Durante uma passagem por Watford, no último dia da campanha, Corbyn não mencionou o "Brexit". Em vez disso, identificou as eleições como uma escolha sobre como o Estado trataria os mais vulneráveis. "Como seria este país com mais cinco anos de governo conservador?", perguntou, descrevendo as longas filas nos hospitais e o grande grupo de pessoas excluídas da habitação. Também ridicularizou as sondagens, afirmando: "As pessoas subestimam o bom senso das pessoas comuns deste país". Sue Utting, de 70 anos, que se considera uma fã de Blair, admite as suas preocupações em relação a Corbyn, mas diz que ele a convenceu.

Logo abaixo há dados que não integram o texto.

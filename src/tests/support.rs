// Copyright (c) 2025 Varshith Gudur. Licensed under AGPLv3.
//! Event builders and a seeded RNG shared by the kernel tests.

use chrono::{DateTime, Duration, Utc};

use crate::event::*;
use crate::time::parse_timestamp;
use crate::types::{Environment, Season};

/// A simple deterministic RNG for tests.
pub struct Pcg32 {
    state: u64,
    inc: u64,
}

impl Pcg32 {
    pub fn new(seed: u64) -> Self {
        Self { state: seed, inc: 1 }
    }

    pub fn next_u32(&mut self) -> u32 {
        let oldstate = self.state;
        self.state = oldstate.wrapping_mul(6364136223846793005).wrapping_add(self.inc);
        let xorshifted = (((oldstate >> 18) ^ oldstate) >> 27) as u32;
        let rot = (oldstate >> 59) as u32;
        xorshifted.rotate_right(rot)
    }

    pub fn below(&mut self, n: u32) -> u32 {
        self.next_u32() % n
    }

    /// Fisher-Yates.
    pub fn shuffle<T>(&mut self, items: &mut [T]) {
        for i in (1..items.len()).rev() {
            let j = self.below(i as u32 + 1) as usize;
            items.swap(i, j);
        }
    }
}

pub fn t0() -> DateTime<Utc> {
    parse_timestamp("2025-01-01T09:00:00.000Z").unwrap()
}

pub fn at_day(day: i64) -> DateTime<Utc> {
    t0() + Duration::days(day)
}

pub fn plant(id: &str, season: Season, env: Environment, cost: f64, ts: DateTime<Utc>) -> TrunkEvent {
    TrunkEvent::new(
        EventPayload::SproutPlanted(SproutPlanted {
            sprout_id: id.into(),
            twig_id: "branch-0-twig-0".into(),
            title: format!("goal {id}"),
            season,
            environment: env,
            soil_cost: cost,
            leaf_id: None,
            bloom_wither: None,
            bloom_budding: None,
            bloom_flourish: None,
        }),
        ts,
    )
}

pub fn water(id: &str, ts: DateTime<Utc>) -> TrunkEvent {
    TrunkEvent::new(
        EventPayload::SproutWatered(SproutWatered {
            sprout_id: id.into(),
            content: "did the thing".into(),
            prompt: None,
        }),
        ts,
    )
}

pub fn harvest(id: &str, result: u8, gained: f64, ts: DateTime<Utc>) -> TrunkEvent {
    TrunkEvent::new(
        EventPayload::SproutHarvested(SproutHarvested {
            sprout_id: id.into(),
            result,
            capacity_gained: gained,
            reflection: None,
        }),
        ts,
    )
}

pub fn uproot(id: &str, returned: f64, ts: DateTime<Utc>) -> TrunkEvent {
    TrunkEvent::new(
        EventPayload::SproutUprooted(SproutUprooted {
            sprout_id: id.into(),
            soil_returned: returned,
        }),
        ts,
    )
}

pub fn sun(twig: &str, ts: DateTime<Utc>) -> TrunkEvent {
    TrunkEvent::new(
        EventPayload::SunShone(SunShone {
            twig_id: twig.into(),
            twig_label: "Health".into(),
            content: "a good week".into(),
            prompt: None,
        }),
        ts,
    )
}

pub fn leaf(id: &str, twig: &str, ts: DateTime<Utc>) -> TrunkEvent {
    TrunkEvent::new(
        EventPayload::LeafCreated(LeafCreated {
            leaf_id: id.into(),
            twig_id: twig.into(),
            name: format!("saga {id}"),
        }),
        ts,
    )
}

pub fn edit_title(id: &str, title: &str, ts: DateTime<Utc>) -> TrunkEvent {
    TrunkEvent::new(
        EventPayload::SproutEdited(SproutEdited {
            sprout_id: id.into(),
            title: Some(title.into()),
            bloom_wither: None,
            bloom_budding: None,
            bloom_flourish: None,
            leaf_id: None,
        }),
        ts,
    )
}

/// A random well-formed log. Timestamps are drawn from a small pool so ties
/// are common; client ids are unique.
pub fn random_log(rng: &mut Pcg32, len: usize) -> Vec<TrunkEvent> {
    (0..len)
        .map(|i| {
            let ts = t0() + Duration::hours(i64::from(rng.below(48)));
            let sprout = format!("s{}", rng.below(6));
            let event = match rng.below(7) {
                0 | 1 => plant(&sprout, Season::ALL[rng.below(5) as usize], Environment::ALL[rng.below(3) as usize], f64::from(rng.below(12) + 1), ts),
                2 => water(&sprout, ts),
                3 => harvest(&sprout, (rng.below(5) + 1) as u8, f64::from(rng.below(20)) / 10.0, ts),
                4 => uproot(&sprout, f64::from(rng.below(8)) / 4.0, ts),
                5 => sun(&format!("branch-{}-twig-0", rng.below(3)), ts),
                _ => leaf(&format!("l{}", rng.below(3)), "branch-0-twig-0", ts),
            };
            event.with_client_id(format!("c-{i:04}"))
        })
        .collect()
}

No seu percurso, Corbyn não estava só a combater May. Estava, com igual empenho, a silenciar os dissidentes dentro do seu próprio partido, que tem estado muito dividido devido a lutas internas. Depois da campanha do "Brexit" no ano passado, na qual Corbyn fez uma frouxa defesa da integração europeia, membros do partido aprovaram uma moção de censura contra ele. Cerca de dois terços do seu governo sombra demitiram-se, enquanto o líder tentava travar o golpe interno. Chegaram a circular nomes alternativos para a liderança.

Corbyn acabou por ser reeleito com o apoio das bases, reflectindo a clivagem que existe o a elite do partido e as bases. A eleição de quinta-feira, que deveria servir para chamar Corbyn à realidade, pode afinal obrigar os seus críticos a recentrarem-se. "Não vejo que alguém consiga ver-se livre de Corbyn neste momento", disse um antigo conselheiro do Labour, que pediu para manter o anonimato. Os analistas dizem que os opositores de Corbyn, por mais que digam que poderiam ter ganho a eleição com um líder diferente, não têm uma estratégia clara sobre a sua substituição.

Como o programa do Labour galvanizou os seus eleitores — sobretudo os mais jovens —, o partido não deverá mudar a sua política, disse James Tilley, sociólogo político da Universidade de Oxford e co-autor do livro The New Politics of Class: The Political Exclusion of the British Working Class. Muitas promessas progressistas do Labour são populares e, diz o especialista, os trabalhistas estão prontos para ganhar mais terreno caso os Conservadores tropecem nas negociações do "Brexit".

AInda assim, diz Tilley, há desafios a longo prazo, sobretudo na manutenção da coligação interna do Partido Trabalhista, que junta minorias étnicas, jovens, bolsas da classe trabalhadora e da elite mais educada e profissionais da classe média.